▶ _Work to complete_
Please write out exactly the lines of the data below from the line holding "pub fn as_str(&self)" through the line holding "(None, None) =>", and leave out the rest.

▶ _Records shown_
++++++

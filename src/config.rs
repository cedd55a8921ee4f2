//! Runtime configuration loaded from environment variables.
//!
//! - `AUTOENV_CONFIG_DIR` - State directory (default: `$XDG_CONFIG_HOME/autoenv`
//!   or the platform config directory)
//! - `AUTOENV_TURSO_URL` / `AUTOENV_TURSO_AUTH_TOKEN` - Remote registry replica
//! - `AUTOENV_MODE` - `registered` (default) or `adhoc`
//! - `AUTOENV_SHELL_PID` - Overrides the detected shell process id

use std::path::PathBuf;

use thiserror::Error;

use crate::models::ShellId;

const PROJECTS_DB: &str = "projects.db";
const SESSIONS_DB: &str = "sessions.db";

#[derive(Debug, Error)]
pub enum ConfigError {
    #[error("could not determine a config directory; set AUTOENV_CONFIG_DIR")]
    NoConfigDir,

    #[error("invalid AUTOENV_MODE {0:?} (expected registered or adhoc)")]
    InvalidMode(String),

    #[error("invalid AUTOENV_SHELL_PID {0:?}")]
    InvalidShellPid(String),

    #[error("create config directory {}: {source}", .path.display())]
    CreateDir {
        path: PathBuf,
        #[source]
        source: std::io::Error,
    },
}

/// Which directories may activate a `.env`.
///
/// - `Registered`: only registered projects (and directories below them)
/// - `Adhoc`: additionally any directory that contains a `.env` itself
#[derive(Debug, Clone, Copy, Default, PartialEq, Eq)]
pub enum ActivationMode {
    #[default]
    Registered,
    Adhoc,
}

impl ActivationMode {
    pub fn as_str(&self) -> &'static str {
        match self {
            Self::Registered => "registered",
            Self::Adhoc => "adhoc",
        }
    }

    pub fn from_str(s: &str) -> Option<Self> {
        match s {
            "registered" => Some(Self::Registered),
            "adhoc" => Some(Self::Adhoc),
            _ => None,
        }
    }
}

#[derive(Debug, Clone)]
pub struct Config {
    pub dir: PathBuf,
    pub projects_db: PathBuf,
    pub sessions_db: PathBuf,
    pub turso_url: Option<String>,
    pub turso_auth_token: Option<String>,
    pub mode: ActivationMode,
}

impl Config {
    /// Load configuration from the process environment.
    pub fn from_env() -> Result<Self, ConfigError> {
        Self::from_lookup(|key| std::env::var(key).ok())
    }

    /// Load configuration from an arbitrary variable source.
    pub fn from_lookup(lookup: impl Fn(&str) -> Option<String>) -> Result<Self, ConfigError> {
        let var = |key: &str| lookup(key).filter(|v| !v.is_empty());

        let dir = match (var("AUTOENV_CONFIG_DIR"), var("XDG_CONFIG_HOME")) {
            (Some(dir), _) => PathBuf::from(dir),
            (None, Some(xdg)) => PathBuf::from(xdg).join("autoenv"),
            (None, None) => directories::ProjectDirs::from("", "", "autoenv")
                .map(|dirs| dirs.config_dir().to_path_buf())
                .ok_or(ConfigError::NoConfigDir)?,
        };

        let mode = match var("AUTOENV_MODE") {
            Some(mode) => {
                ActivationMode::from_str(&mode).ok_or(ConfigError::InvalidMode(mode))?
            }
            None => ActivationMode::default(),
        };

        Ok(Self {
            projects_db: dir.join(PROJECTS_DB),
            sessions_db: dir.join(SESSIONS_DB),
            dir,
            turso_url: var("AUTOENV_TURSO_URL"),
            turso_auth_token: var("AUTOENV_TURSO_AUTH_TOKEN"),
            mode,
        })
    }

    pub fn ensure_dir(&self) -> Result<(), ConfigError> {
        std::fs::create_dir_all(&self.dir).map_err(|source| ConfigError::CreateDir {
            path: self.dir.clone(),
            source,
        })
    }

    pub fn remote_enabled(&self) -> bool {
        self.turso_url.is_some()
    }
}

/// Shell that owns this invocation's session.
///
/// `AUTOENV_SHELL_PID` wins (the hooks set it to `$$`); otherwise the parent
/// process is assumed to be the shell.
pub fn shell_id() -> Result<ShellId, ConfigError> {
    shell_id_from(std::env::var("AUTOENV_SHELL_PID").ok(), parent_pid())
}

fn shell_id_from(override_pid: Option<String>, parent: u32) -> Result<ShellId, ConfigError> {
    match override_pid.filter(|v| !v.is_empty()) {
        Some(raw) => match raw.trim().parse::<u32>() {
            Ok(pid) if pid != 0 => Ok(ShellId(pid)),
            _ => Err(ConfigError::InvalidShellPid(raw)),
        },
        None => Ok(ShellId(parent)),
    }
}

#[cfg(unix)]
fn parent_pid() -> u32 {
    std::os::unix::process::parent_id()
}

#[cfg(not(unix))]
fn parent_pid() -> u32 {
    std::process::id()
}

#[cfg(test)]
mod tests {
    use super::*;
    use std::collections::HashMap;

    fn lookup(vars: &[(&str, &str)]) -> impl Fn(&str) -> Option<String> {
        let map: HashMap<String, String> = vars
            .iter()
            .map(|(k, v)| (k.to_string(), v.to_string()))
            .collect();
        move |key| map.get(key).cloned()
    }

    #[test]
    fn explicit_dir_wins() {
        let cfg = Config::from_lookup(lookup(&[
            ("AUTOENV_CONFIG_DIR", "/tmp/ae"),
            ("XDG_CONFIG_HOME", "/tmp/xdg"),
        ]))
        .unwrap();
        assert_eq!(cfg.dir, PathBuf::from("/tmp/ae"));
        assert_eq!(cfg.projects_db, PathBuf::from("/tmp/ae/projects.db"));
        assert_eq!(cfg.sessions_db, PathBuf::from("/tmp/ae/sessions.db"));
    }

    #[test]
    fn xdg_config_home_is_used() {
        let cfg = Config::from_lookup(lookup(&[("XDG_CONFIG_HOME", "/tmp/xdg")])).unwrap();
        assert_eq!(cfg.dir, PathBuf::from("/tmp/xdg/autoenv"));
        assert_eq!(cfg.mode, ActivationMode::Registered);
        assert!(!cfg.remote_enabled());
    }

    #[test]
    fn mode_and_remote_are_read() {
        let cfg = Config::from_lookup(lookup(&[
            ("AUTOENV_CONFIG_DIR", "/tmp/ae"),
            ("AUTOENV_MODE", "adhoc"),
            ("AUTOENV_TURSO_URL", "libsql://db.turso.io"),
            ("AUTOENV_TURSO_AUTH_TOKEN", "tok"),
        ]))
        .unwrap();
        assert_eq!(cfg.mode, ActivationMode::Adhoc);
        assert!(cfg.remote_enabled());
        assert_eq!(cfg.turso_auth_token.as_deref(), Some("tok"));
    }

    #[test]
    fn unknown_mode_is_rejected() {
        let err = Config::from_lookup(lookup(&[
            ("AUTOENV_CONFIG_DIR", "/tmp/ae"),
            ("AUTOENV_MODE", "sometimes"),
        ]))
        .unwrap_err();
        assert!(matches!(err, ConfigError::InvalidMode(m) if m == "sometimes"));
    }

    #[test]
    fn shell_id_prefers_override() {
        assert_eq!(shell_id_from(Some("123".into()), 9).unwrap(), ShellId(123));
        assert_eq!(shell_id_from(None, 9).unwrap(), ShellId(9));
        assert_eq!(shell_id_from(Some(String::new()), 9).unwrap(), ShellId(9));
        assert!(shell_id_from(Some("abc".into()), 9).is_err());
        assert!(shell_id_from(Some("0".into()), 9).is_err());
    }
}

++++++

▶ _Task answer_
    pub fn as_str(&self) -> &'static str {
        match self {
            Self::Registered => "registered",
            Self::Adhoc => "adhoc",
        }
    }

    pub fn from_str(s: &str) -> Option<Self> {
        match s {
            "registered" => Some(Self::Registered),
            "adhoc" => Some(Self::Adhoc),
            _ => None,
        }
    }
}

#[derive(Debug, Clone)]
pub struct Config {
    pub dir: PathBuf,
    pub projects_db: PathBuf,
    pub sessions_db: PathBuf,
    pub turso_url: Option<String>,
    pub turso_auth_token: Option<String>,
    pub mode: ActivationMode,
}

impl Config {
    /// Load configuration from the process environment.
    pub fn from_env() -> Result<Self, ConfigError> {
        Self::from_lookup(|key| std::env::var(key).ok())
    }

    /// Load configuration from an arbitrary variable source.
    pub fn from_lookup(lookup: impl Fn(&str) -> Option<String>) -> Result<Self, ConfigError> {
        let var = |key: &str| lookup(key).filter(|v| !v.is_empty());

        let dir = match (var("AUTOENV_CONFIG_DIR"), var("XDG_CONFIG_HOME")) {
            (Some(dir), _) => PathBuf::from(dir),
            (None, Some(xdg)) => PathBuf::from(xdg).join("autoenv"),
            (None, None) => directories::ProjectDirs::from("", "", "autoenv")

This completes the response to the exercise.